Wichtig ist, die finanzielle Ausstattung stattdessen am immer mehr wachsenden einwohnerbezogenen Bedarf, also dem tatsächlichen Bedarf, zu orientieren; das werden wir in Zukunft mit dem Fachstandard „Umfang“ sicherstellen. Durch die gesetzliche Verpflichtung der Bezirke, den im Fachstandard „Umfang“ festgestellten Bedarf einzuhalten, stellen wir sicher, dass die zugewiesenen Finanzmittel für die Jugendarbeit auch für die Umsetzung von Angeboten der Jugendarbeit verwendet werden. Und anhand dieser festgestellten Bedarfe werden wir die Jugendarbeit in Berlin gesichert, geregelt und vor allem auch besser finanzieren können. Denn während sich die Vielfalt der Lebenswelten in dieser Stadt weiterentwickelte und wir darauf mit vielfältigeren Angeboten der Jugendarbeit hätten reagieren müssen, sorgten die Sparjahre für eine Ausdünnung der Angebote.
Wir stoppen endlich die zunehmende Abwärtsspirale bei Vielfalt und Umfang von Jugendarbeit in Berlin. Wir sorgen für mehr Förderung und mehr Jugendarbeit an mehr Orten in Berlin. Das ist dringend notwendig. In einer wachsenden Stadt mit immer mehr Kindern und Jugendlichen benötigen wir mehr Jugendarbeit und vor
allem auch schlicht mehr Orte für Kinder und Jugendliche.
Mit der Einführung von Jugendförderplänen auf Landesund Bezirksebene schaffen wir strategische Steuerungselemente, die die bezirklichen und landesweite Planung miteinander verzahnen. Bestand und Bedarf für die Angebotsformen der Jugendarbeit werden nachgewiesen und abgeglichen. Bei Bedarf werden Maßnahmen abgeleitet, und es wird die Einhaltung der Fachstandards der Jugendarbeit sowohl in Bezug auf Qualität als auch Umfang dokumentiert.
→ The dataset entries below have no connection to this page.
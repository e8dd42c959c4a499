//! In-process repositories used when no database is configured.
//!
//! Data lives for the lifetime of the process only. Each repository guards
//! its own state with a mutex; nothing is shared between them.

mod flashcard_repository;
mod user_repository;

pub use flashcard_repository::InMemoryFlashcardRepository;
pub use user_repository::InMemoryUserRepository;
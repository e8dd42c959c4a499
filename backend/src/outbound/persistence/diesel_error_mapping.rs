//! Shared Diesel error classification for the repositories.

use diesel::result::{DatabaseErrorKind, Error as DieselError};
use tracing::debug;

/// How a Diesel failure should surface through a port error.
#[derive(Debug, Clone, PartialEq, Eq)]
pub(super) enum DieselFailure {
    /// The connection dropped; callers may retry later.
    Connection(&'static str),
    /// A unique index rejected the write.
    UniqueViolation { constraint: Option<String> },
    /// Anything else.
    Query(&'static str),
}

/// Classify a Diesel error, logging its details at debug level.
pub(super) fn classify_diesel_error(error: DieselError) -> DieselFailure {
    match &error {
        DieselError::DatabaseError(kind, info) => {
            debug!(?kind, message = info.message(), "diesel operation failed");
        }
        _ => debug!(
            error_type = %std::any::type_name_of_val(&error),
            "diesel operation failed"
        ),
    }

    match error {
        DieselError::NotFound => DieselFailure::Query("record not found"),
        DieselError::QueryBuilderError(_) => DieselFailure::Query("database query error"),
        DieselError::DatabaseError(DatabaseErrorKind::ClosedConnection, _) => {
            DieselFailure::Connection("database connection error")
        }
        DieselError::DatabaseError(DatabaseErrorKind::UniqueViolation, info) => {
            DieselFailure::UniqueViolation {
                constraint: info.constraint_name().map(str::to_owned),
            }
        }
        _ => DieselFailure::Query("database error"),
    }
}

#[cfg(test)]
mod tests {
    use super::*;

    #[test]
    fn not_found_is_a_query_failure() {
        assert_eq!(
            classify_diesel_error(DieselError::NotFound),
            DieselFailure::Query("record not found")
        );
    }

    #[test]
    fn closed_connections_are_connection_failures() {
        let error = DieselError::DatabaseError(
            DatabaseErrorKind::ClosedConnection,
            Box::new("server closed the connection".to_owned()),
        );
        assert_eq!(
            classify_diesel_error(error),
            DieselFailure::Connection("database connection error")
        );
    }

    #[test]
    fn unique_violations_are_reported() {
        let error = DieselError::DatabaseError(
            DatabaseErrorKind::UniqueViolation,
            Box::new("duplicate key value".to_owned()),
        );
        assert_eq!(
            classify_diesel_error(error),
            DieselFailure::UniqueViolation { constraint: None }
        );
    }
}
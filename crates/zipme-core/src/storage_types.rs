use std::fmt::{Display, Formatter, Result as FmtResult};
use std::str::FromStr;

/// Storage backend types
///
/// Defined in core because configuration selects the backend before the storage
/// crate builds it.
#[derive(Debug, Clone, Copy, PartialEq, Eq, serde::Serialize, serde::Deserialize)]
#[serde(rename_all = "lowercase")]
pub enum StorageBackend {
    S3,
    Local,
}

impl FromStr for StorageBackend {
    type Err = anyhow::Error;

    fn from_str(s: &str) -> Result<Self, Self::Err> {
        match s.trim().to_lowercase().as_str() {
            "s3" => Ok(StorageBackend::S3),
            "local" => Ok(StorageBackend::Local),
            _ => Err(anyhow::anyhow!("Invalid storage backend: {}", s)),
        }
    }
}

impl Display for StorageBackend {
    fn fmt(&self, f: &mut Formatter<'_>) -> FmtResult {
        match self {
            StorageBackend::S3 => write!(f, "s3"),
            StorageBackend::Local => write!(f, "local"),
        }
    }
}

#[cfg(test)]
mod tests {
    use super::*;

    #[test]
    fn test_storage_backend_from_str() {
        assert_eq!("s3".parse::<StorageBackend>().unwrap(), StorageBackend::S3);
        assert_eq!(" LOCAL ".parse::<StorageBackend>().unwrap(), StorageBackend::Local);
        assert!("nfs".parse::<StorageBackend>().is_err());
    }
}
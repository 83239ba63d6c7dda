//! Storage abstraction trait
//!
//! This module defines the Storage trait that all storage backends must implement.

use crate::StorageBackend;
use async_trait::async_trait;
use bytes::Bytes;
use chrono::{DateTime, Utc};
use std::time::Duration;
use thiserror::Error;

/// Storage operation errors
#[derive(Debug, Error)]
pub enum StorageError {
    #[error("Upload failed: {0}")]
    UploadFailed(String),

    #[error("Download failed: {0}")]
    DownloadFailed(String),

    #[error("Delete failed: {0}")]
    DeleteFailed(String),

    #[error("Move failed: {0}")]
    MoveFailed(String),

    #[error("File not found: {0}")]
    NotFound(String),

    #[error("Object already exists: {0}")]
    AlreadyExists(String),

    #[error("Invalid storage key: {0}")]
    InvalidKey(String),

    #[error("Storage backend error: {0}")]
    BackendError(String),

    #[error("IO error: {0}")]
    IoError(#[from] std::io::Error),

    #[error("Configuration error: {0}")]
    ConfigError(String),
}

/// Result type for storage operations
pub type StorageResult<T> = Result<T, StorageError>;

/// One object returned by `Storage::list`.
#[derive(Debug, Clone, PartialEq, Eq)]
pub struct ObjectEntry {
    pub key: String,
    pub size: u64,
    pub last_modified: Option<DateTime<Utc>>,
}

/// Storage abstraction trait
///
/// Path-addressable blob storage. Writes are atomic per key; there are no cross-key
/// transactions, so callers coordinate multi-key changes themselves.
#[async_trait]
pub trait Storage: Send + Sync {
    /// Store `data` under `key`.
    ///
    /// With `upsert == false` an existing object is left untouched and
    /// `StorageError::AlreadyExists` is returned.
    async fn upload(
        &self,
        key: &str,
        data: Bytes,
        content_type: &str,
        upsert: bool,
    ) -> StorageResult<()>;

    /// Download an object. Missing objects yield `StorageError::NotFound`.
    async fn download(&self, key: &str) -> StorageResult<Vec<u8>>;

    /// List every object below `prefix`, recursively, sorted by key.
    ///
    /// The prefix is matched on whole path segments: `abc` covers `abc/x` but not `abcd/x`.
    /// An empty prefix lists the whole store.
    async fn list(&self, prefix: &str) -> StorageResult<Vec<ObjectEntry>>;

    /// Relocate an object. Backends without a native move copy then delete the source,
    /// so both keys may exist briefly.
    async fn move_object(&self, from_key: &str, to_key: &str) -> StorageResult<()>;

    /// Remove objects, skipping the ones that do not exist.
    ///
    /// Returns the keys that were actually removed by this call.
    async fn remove(&self, keys: &[String]) -> StorageResult<Vec<String>>;

    /// Time-limited, tamper-resistant GET URL for an existing object.
    async fn signed_url(&self, key: &str, expires_in: Duration) -> StorageResult<String>;

    /// Get the storage backend type
    fn backend_type(&self) -> StorageBackend;
}
//! Service wiring: notifier, transfer workflow, pending cleanup.

use crate::state::AppState;
use anyhow::{Context, Result};
use std::sync::Arc;
use zipme_core::Config;
use zipme_services::{create_notifier, PendingCleanupService};
use zipme_storage::{Storage, UrlSigner};

pub fn initialize_services(
    config: &Config,
    storage: Arc<dyn Storage>,
    url_signer: Option<UrlSigner>,
) -> Result<Arc<AppState>> {
    let notifier = create_notifier(config).context("Failed to initialize email service")?;

    if config.pending_cleanup_enabled {
        let cleanup = Arc::new(PendingCleanupService::from_config(storage.clone(), config));
        cleanup.start();
        tracing::info!(
            interval_secs = config.pending_cleanup_interval_secs,
            retention_secs = config.pending_retention().num_seconds(),
            "Pending cleanup service started"
        );
    } else {
        tracing::info!("Pending cleanup disabled (PENDING_CLEANUP_ENABLED=false)");
    }

    Ok(Arc::new(AppState::new(
        config.clone(),
        storage,
        notifier,
        url_signer,
    )))
}
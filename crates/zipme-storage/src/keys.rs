//! Shared key generation for storage backends.
//!
//! These paths are the interoperability contract with existing buckets and must not change.

use zipme_core::constants::{ARCHIVE_FILE_NAME, METADATA_FILE_NAME, PENDING_PREFIX};
use zipme_core::{FileId, TransferToken};

/// Prefix holding every pending transfer: `pending/`.
pub fn pending_root() -> String {
    format!("{}/", PENDING_PREFIX)
}

/// `pending/{token}/`
pub fn pending_prefix(token: &TransferToken) -> String {
    format!("{}/{}/", PENDING_PREFIX, token)
}

/// `pending/{token}/files.zip`
pub fn pending_archive_key(token: &TransferToken) -> String {
    format!("{}/{}/{}", PENDING_PREFIX, token, ARCHIVE_FILE_NAME)
}

/// `pending/{token}/metadata.json`
pub fn pending_metadata_key(token: &TransferToken) -> String {
    format!("{}/{}/{}", PENDING_PREFIX, token, METADATA_FILE_NAME)
}

/// `{file_id}/`
pub fn final_prefix(file_id: &FileId) -> String {
    format!("{}/", file_id)
}

/// `{file_id}/files.zip`
pub fn final_archive_key(file_id: &FileId) -> String {
    format!("{}/{}", file_id, ARCHIVE_FILE_NAME)
}

/// Extract the token segment from any key under `pending/`.
pub fn token_from_pending_key(key: &str) -> Option<TransferToken> {
    let rest = key.strip_prefix(PENDING_PREFIX)?.strip_prefix('/')?;
    let (token, _) = rest.split_once('/')?;
    TransferToken::parse(token)
}

#[cfg(test)]
mod tests {
    use super::*;

    #[test]
    fn test_key_layout() {
        let token = TransferToken::parse("0123456789abcdef0123456789abcdef").unwrap();
        let file_id = FileId::parse("fedcba9876543210fedcba9876543210").unwrap();

        assert_eq!(
            pending_archive_key(&token),
            "pending/0123456789abcdef0123456789abcdef/files.zip"
        );
        assert_eq!(
            pending_metadata_key(&token),
            "pending/0123456789abcdef0123456789abcdef/metadata.json"
        );
        assert_eq!(
            pending_prefix(&token),
            "pending/0123456789abcdef0123456789abcdef/"
        );
        assert_eq!(
            final_archive_key(&file_id),
            "fedcba9876543210fedcba9876543210/files.zip"
        );
        assert_eq!(final_prefix(&file_id), "fedcba9876543210fedcba9876543210/");
        assert_eq!(pending_root(), "pending/");
    }

    #[test]
    fn test_token_from_pending_key() {
        let token = TransferToken::generate();
        assert_eq!(
            token_from_pending_key(&pending_metadata_key(&token)),
            Some(token.clone())
        );
        assert_eq!(token_from_pending_key(&pending_archive_key(&token)), Some(token));
        assert_eq!(token_from_pending_key("pending/not-a-token/files.zip"), None);
        assert_eq!(
            token_from_pending_key("0123456789abcdef0123456789abcdef/files.zip"),
            None
        );
    }
}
Wenn das Jugendfördergesetz beschlossen ist, ist damit die Arbeit aber noch nicht getan. Die Jugendhilfeausschüsse müssen nun in den Bezirken auf die Umsetzung achten. Sie müssen für ihren Bezirk darauf achten, dass die angebotenen Produkte abgerufen werden und die Umsetzung nach den Vorgaben des Gesetzes fordern. Das Jugendfördergesetz werden wir zudem auch in Zukunft noch weiterentwickeln, gerade damit Jugendarbeit in Berlin für möglichst viele Personengruppen inklusiv und auch in der Lage ist, auf Bedürfnisse und Lebenssituationen spezifischer Personengruppen einzugehen: Was können wir tun, um die queere Jugendarbeit in Berlin weiter zu stärken? Welche speziellen Räume und Angebote brauchen vor allem auch junge Mädchen und junge Frauen? Welche Anforderungen an Jugendarbeit gibt es in einer migrantisch geprägten Gesellschaft? Und wie sorgen wir dafür, dass Jugendarbeit für junge Menschen mit Behinderungen möglichst zugänglich ist?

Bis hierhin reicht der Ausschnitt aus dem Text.